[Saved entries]
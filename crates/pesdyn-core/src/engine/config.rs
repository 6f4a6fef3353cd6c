use crate::core::interpolate::spline::BoundaryCondition;
use crate::core::models::ensemble::EnsembleRecipe;
use thiserror::Error;

#[derive(Debug, Error, PartialEq, Clone)]
pub enum ConfigError {
    #[error("Missing required parameter: {0}")]
    MissingParameter(&'static str),
    #[error("Invalid value for '{name}': {reason}")]
    InvalidValue { name: &'static str, reason: String },
}

/// Uniform grid on which the fitted PES is tabulated.
#[derive(Debug, Clone, Copy, PartialEq)]
pub struct FineGrid {
    pub start: f64,
    pub end: f64,
    pub points: usize,
}

impl Default for FineGrid {
    fn default() -> Self {
        Self {
            start: 1.06,
            end: 5.0,
            points: 200,
        }
    }
}

impl FineGrid {
    pub fn validate(&self) -> Result<(), ConfigError> {
        if !self.start.is_finite() || !self.end.is_finite() || self.start >= self.end {
            return Err(ConfigError::InvalidValue {
                name: "grid",
                reason: format!(
                    "start ({}) must be finite and below end ({})",
                    self.start, self.end
                ),
            });
        }
        if self.points < 2 {
            return Err(ConfigError::InvalidValue {
                name: "grid.points",
                reason: format!("need at least 2 points, got {}", self.points),
            });
        }
        Ok(())
    }

    /// Evenly spaced values including both end points.
    pub fn values(&self) -> Vec<f64> {
        let last = (self.points - 1) as f64;
        let spacing = (self.end - self.start) / last;
        (0..self.points)
            .map(|i| {
                if i + 1 == self.points {
                    self.end
                } else {
                    self.start + spacing * i as f64
                }
            })
            .collect()
    }
}

#[derive(Debug, Clone, PartialEq)]
pub struct AnalysisConfig {
    pub boundary: BoundaryCondition,
    pub grid: FineGrid,
    pub reduced_mass: f64,
}

#[derive(Debug, Clone, PartialEq)]
pub struct IntegrationConfig {
    pub time_step: f64,
    /// Length of the trajectory arrays; frame 0 is the initial condition.
    pub num_steps: usize,
}

#[derive(Debug, Clone, PartialEq, Default)]
pub struct SamplingConfig {
    pub seed: Option<u64>,
    pub num_trajectories: usize,
    pub initial_separation: Option<f64>,
    pub initial_velocity: Option<f64>,
}

#[derive(Debug, Clone, PartialEq)]
pub struct DynamicsConfig {
    pub analysis: AnalysisConfig,
    pub integration: IntegrationConfig,
    pub sampling: SamplingConfig,
}

fn require_positive(name: &'static str, value: f64) -> Result<f64, ConfigError> {
    if value.is_finite() && value > 0.0 {
        Ok(value)
    } else {
        Err(ConfigError::InvalidValue {
            name,
            reason: format!("must be a positive finite number, got {}", value),
        })
    }
}

#[derive(Default)]
pub struct AnalysisConfigBuilder {
    boundary: Option<BoundaryCondition>,
    grid: Option<FineGrid>,
    reduced_mass: Option<f64>,
}

impl AnalysisConfigBuilder {
    pub fn new() -> Self {
        Self::default()
    }

    pub fn boundary(mut self, boundary: BoundaryCondition) -> Self {
        self.boundary = Some(boundary);
        self
    }
    pub fn grid(mut self, grid: FineGrid) -> Self {
        self.grid = Some(grid);
        self
    }
    pub fn reduced_mass(mut self, mass: f64) -> Self {
        self.reduced_mass = Some(mass);
        self
    }

    pub fn build(self) -> Result<AnalysisConfig, ConfigError> {
        let grid = self.grid.ok_or(ConfigError::MissingParameter("grid"))?;
        grid.validate()?;
        let reduced_mass = self
            .reduced_mass
            .ok_or(ConfigError::MissingParameter("reduced_mass"))?;
        Ok(AnalysisConfig {
            boundary: self.boundary.unwrap_or_default(),
            grid,
            reduced_mass: require_positive("reduced_mass", reduced_mass)?,
        })
    }
}

#[derive(Default)]
pub struct DynamicsConfigBuilder {
    analysis: Option<AnalysisConfig>,
    time_step: Option<f64>,
    num_steps: Option<usize>,
    seed: Option<u64>,
    num_trajectories: Option<usize>,
    initial_separation: Option<f64>,
    initial_velocity: Option<f64>,
}

impl DynamicsConfigBuilder {
    pub fn new() -> Self {
        Self::default()
    }

    pub fn analysis(mut self, analysis: AnalysisConfig) -> Self {
        self.analysis = Some(analysis);
        self
    }
    pub fn time_step(mut self, dt: f64) -> Self {
        self.time_step = Some(dt);
        self
    }
    pub fn num_steps(mut self, n: usize) -> Self {
        self.num_steps = Some(n);
        self
    }
    pub fn seed(mut self, seed: Option<u64>) -> Self {
        self.seed = seed;
        self
    }
    pub fn num_trajectories(mut self, n: usize) -> Self {
        self.num_trajectories = Some(n);
        self
    }
    pub fn initial_separation(mut self, r: Option<f64>) -> Self {
        self.initial_separation = r;
        self
    }
    pub fn initial_velocity(mut self, v: Option<f64>) -> Self {
        self.initial_velocity = v;
        self
    }

    pub fn build(self) -> Result<DynamicsConfig, ConfigError> {
        let analysis = self
            .analysis
            .ok_or(ConfigError::MissingParameter("analysis"))?;
        let time_step = self
            .time_step
            .ok_or(ConfigError::MissingParameter("time_step"))?;
        let num_steps = self
            .num_steps
            .ok_or(ConfigError::MissingParameter("num_steps"))?;
        if num_steps == 0 {
            return Err(ConfigError::InvalidValue {
                name: "num_steps",
                reason: "a trajectory needs at least one frame".to_string(),
            });
        }
        let num_trajectories = self.num_trajectories.unwrap_or(1);
        if num_trajectories == 0 {
            return Err(ConfigError::InvalidValue {
                name: "num_trajectories",
                reason: "at least one trajectory is required".to_string(),
            });
        }
        if let Some(r) = self.initial_separation {
            require_positive("initial_separation", r)?;
        }
        if let Some(v) = self.initial_velocity {
            if !v.is_finite() {
                return Err(ConfigError::InvalidValue {
                    name: "initial_velocity",
                    reason: format!("must be finite, got {}", v),
                });
            }
        }

        Ok(DynamicsConfig {
            analysis,
            integration: IntegrationConfig {
                time_step: require_positive("time_step", time_step)?,
                num_steps,
            },
            sampling: SamplingConfig {
                seed: self.seed,
                num_trajectories,
                initial_separation: self.initial_separation,
                initial_velocity: self.initial_velocity,
            },
        })
    }
}

/// Settings of the particle-ensemble energetics.
#[derive(Debug, Clone, PartialEq)]
pub struct EnsembleConfig {
    pub num_particles: usize,
    pub recipe: EnsembleRecipe,
    pub pair: (usize, usize),
}

impl Default for EnsembleConfig {
    fn default() -> Self {
        Self {
            num_particles: 10,
            recipe: EnsembleRecipe::default(),
            pair: (0, 1),
        }
    }
}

| Try it |
Output all entries exactly as given above.

| Written response |
filename crates/pesdyn-core/src/engine/config.rs
repository 6f4a6fef3353cd6c
use crate::core::interpolate::spline::BoundaryCondition;
use crate::core::models::ensemble::EnsembleRecipe;
use thiserror::Error;

#[derive(Debug, Error, PartialEq, Clone)]
pub enum ConfigError {
    #[error("Missing required parameter: {0}")]
    MissingParameter(&'static str),
    #[error("Invalid value for '{name}': {reason}")]
    InvalidValue { name: &'static str, reason: String },
}

/// Uniform grid on which the fitted PES is tabulated.
#[derive(Debug, Clone, Copy, PartialEq)]
pub struct FineGrid {
    pub start: f64,
    pub end: f64,
    pub points: usize,
}

impl Default for FineGrid {
    fn default() -> Self {
        Self {
            start: 1.06,
            end: 5.0,
            points: 200,
        }
    }
}

impl FineGrid {
    pub fn validate(&self) -> Result<(), ConfigError> {
        if !self.start.is_finite() || !self.end.is_finite() || self.start >= self.end {
            return Err(ConfigError::InvalidValue {
                name: "grid",
                reason: format!(
                    "start ({}) must be finite and below end ({})",
                    self.start, self.end
                ),
            });
        }
        if self.points < 2 {
            return Err(ConfigError::InvalidValue {
                name: "grid.points",
                reason: format!("need at least 2 points, got {}", self.points),
            });
        }
        Ok(())
    }

    /// Evenly spaced values including both end points.
    pub fn values(&self) -> Vec<f64> {
        let last = (self.points - 1) as f64;
        let spacing = (self.end - self.start) / last;
        (0..self.points)
            .map(|i| {
                if i + 1 == self.points {
                    self.end
                } else {
                    self.start + spacing * i as f64
                }
            })
            .collect()
    }
}

#[derive(Debug, Clone, PartialEq)]
pub struct AnalysisConfig {
    pub boundary: BoundaryCondition,
    pub grid: FineGrid,
    pub reduced_mass: f64,
}

#[derive(Debug, Clone, PartialEq)]
pub struct IntegrationConfig {
    pub time_step: f64,
    /// Length of the trajectory arrays; frame 0 is the initial condition.
    pub num_steps: usize,
}

#[derive(Debug, Clone, PartialEq, Default)]
pub struct SamplingConfig {
    pub seed: Option<u64>,
    pub num_trajectories: usize,
    pub initial_separation: Option<f64>,
    pub initial_velocity: Option<f64>,
}

#[derive(Debug, Clone, PartialEq)]
pub struct DynamicsConfig {
    pub analysis: AnalysisConfig,
    pub integration: IntegrationConfig,
    pub sampling: SamplingConfig,
}

fn require_positive(name: &'static str, value: f64) -> Result<f64, ConfigError> {
    if value.is_finite() && value > 0.0 {
        Ok(value)
    } else {
        Err(ConfigError::InvalidValue {
            name,
            reason: format!("must be a positive finite number, got {}", value),
        })
    }
}

#[derive(Default)]
pub struct AnalysisConfigBuilder {
    boundary: Option<BoundaryCondition>,
    grid: Option<FineGrid>,
    reduced_mass: Option<f64>,
}

impl AnalysisConfigBuilder {
    pub fn new() -> Self {
        Self::default()
    }

    pub fn boundary(mut self, boundary: BoundaryCondition) -> Self {
        self.boundary = Some(boundary);
        self
    }
    pub fn grid(mut self, grid: FineGrid) -> Self {
        self.grid = Some(grid);
        self
    }
    pub fn reduced_mass(mut self, mass: f64) -> Self {
        self.reduced_mass = Some(mass);
        self
    }

    pub fn build(self) -> Result<AnalysisConfig, ConfigError> {
        let grid = self.grid.ok_or(ConfigError::MissingParameter("grid"))?;
        grid.validate()?;
        let reduced_mass = self
            .reduced_mass
            .ok_or(ConfigError::MissingParameter("reduced_mass"))?;
        Ok(AnalysisConfig {
            boundary: self.boundary.unwrap_or_default(),
            grid,
            reduced_mass: require_positive("reduced_mass", reduced_mass)?,
        })
    }
}

#[derive(Default)]
pub struct DynamicsConfigBuilder {
    analysis: Option<AnalysisConfig>,
    time_step: Option<f64>,
    num_steps: Option<usize>,
    seed: Option<u64>,
    num_trajectories: Option<usize>,
    initial_separation: Option<f64>,
    initial_velocity: Option<f64>,
}

impl DynamicsConfigBuilder {
    pub fn new() -> Self {
        Self::default()
    }

    pub fn analysis(mut self, analysis: AnalysisConfig) -> Self {
        self.analysis = Some(analysis);
        self
    }
    pub fn time_step(mut self, dt: f64) -> Self {
        self.time_step = Some(dt);
        self
    }
    pub fn num_steps(mut self, n: usize) -> Self {
        self.num_steps = Some(n);
        self
    }
    pub fn seed(mut self, seed: Option<u64>) -> Self {
        self.seed = seed;
        self
    }
    pub fn num_trajectories(mut self, n: usize) -> Self {
        self.num_trajectories = Some(n);
        self
    }
    pub fn initial_separation(mut self, r: Option<f64>) -> Self {
        self.initial_separation = r;
        self
    }
    pub fn initial_velocity(mut self, v: Option<f64>) -> Self {
        self.initial_velocity = v;
        self
    }

    pub fn build(self) -> Result<DynamicsConfig, ConfigError> {
        let analysis = self
            .analysis
            .ok_or(ConfigError::MissingParameter("analysis"))?;
        let time_step = self
            .time_step
            .ok_or(ConfigError::MissingParameter("time_step"))?;
        let num_steps = self
            .num_steps
            .ok_or(ConfigError::MissingParameter("num_steps"))?;
        if num_steps == 0 {
            return Err(ConfigError::InvalidValue {
                name: "num_steps",
                reason: "a trajectory needs at least one frame".to_string(),
            });
        }
        let num_trajectories = self.num_trajectories.unwrap_or(1);
        if num_trajectories == 0 {
            return Err(ConfigError::InvalidValue {
                name: "num_trajectories",
                reason: "at least one trajectory is required".to_string(),
            });
        }
        if let Some(r) = self.initial_separation {
            require_positive("initial_separation", r)?;
        }
        if let Some(v) = self.initial_velocity {
            if !v.is_finite() {
                return Err(ConfigError::InvalidValue {
                    name: "initial_velocity",
                    reason: format!("must be finite, got {}", v),
                });
            }
        }

        Ok(DynamicsConfig {
            analysis,
            integration: IntegrationConfig {
                time_step: require_positive("time_step", time_step)?,
                num_steps,
            },
            sampling: SamplingConfig {
                seed: self.seed,
                num_trajectories,
                initial_separation: self.initial_separation,
                initial_velocity: self.initial_velocity,
            },
        })
    }
}

/// Settings of the particle-ensemble energetics.
#[derive(Debug, Clone, PartialEq)]
pub struct EnsembleConfig {
    pub num_particles: usize,
    pub recipe: EnsembleRecipe,
    pub pair: (usize, usize),
}

impl Default for EnsembleConfig {
    fn default() -> Self {
        Self {
            num_particles: 10,
            recipe: EnsembleRecipe::default(),
            pair: (0, 1),
        }
    }
}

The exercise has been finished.